Records provided START

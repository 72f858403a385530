//! Modification engine: trim, extend, offset, fillet and chamfer.
//!
//! Everything here is a pure function of its inputs. The document resolves
//! entity ids and boundary lookups, calls into this module, and wraps the
//! returned geometry in an undoable command.

mod corner;
mod extend;
mod offset;
mod trim;

pub use corner::{chamfer, fillet, ChamferResult, FilletResult};
pub use extend::extend;
pub use offset::{offset, JoinStyle, OffsetOptions};
pub use trim::{trim, TrimResult};

use crate::geometry::{Geometry, Point, Vector};
use crate::intersect::Curve;

/// Flatten the outlines of all boundary geometries.
pub(crate) fn boundary_curves(boundaries: &[Geometry]) -> Vec<Curve> {
    boundaries.iter().flat_map(Curve::pieces).collect()
}

/// Intersection of the infinite lines `p1 + s*d1` and `p2 + u*d2`. Lines
/// meeting at less than `angle_tol` radians count as parallel.
pub(crate) fn infinite_intersection(p1: Point, d1: Vector, p2: Point, d2: Vector, angle_tol: f64) -> Option<Point> {
    let denom = d1.cross(&d2);
    let scale = d1.length() * d2.length();
    if scale == 0.0 || (denom / scale).abs() <= angle_tol.sin() {
        return None;
    }
    let s = (p2 - p1).cross(&d2) / denom;
    Some(p1 + d1 * s)
}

Records provided END

Task instructions> In the listing above, show every line with the word "Vector".

Exercise response>
use crate::geometry::{Geometry, Point, Vector};
pub(crate) fn infinite_intersection(p1: Point, d1: Vector, p2: Point, d2: Vector, angle_tol: f64) -> Option<Point> {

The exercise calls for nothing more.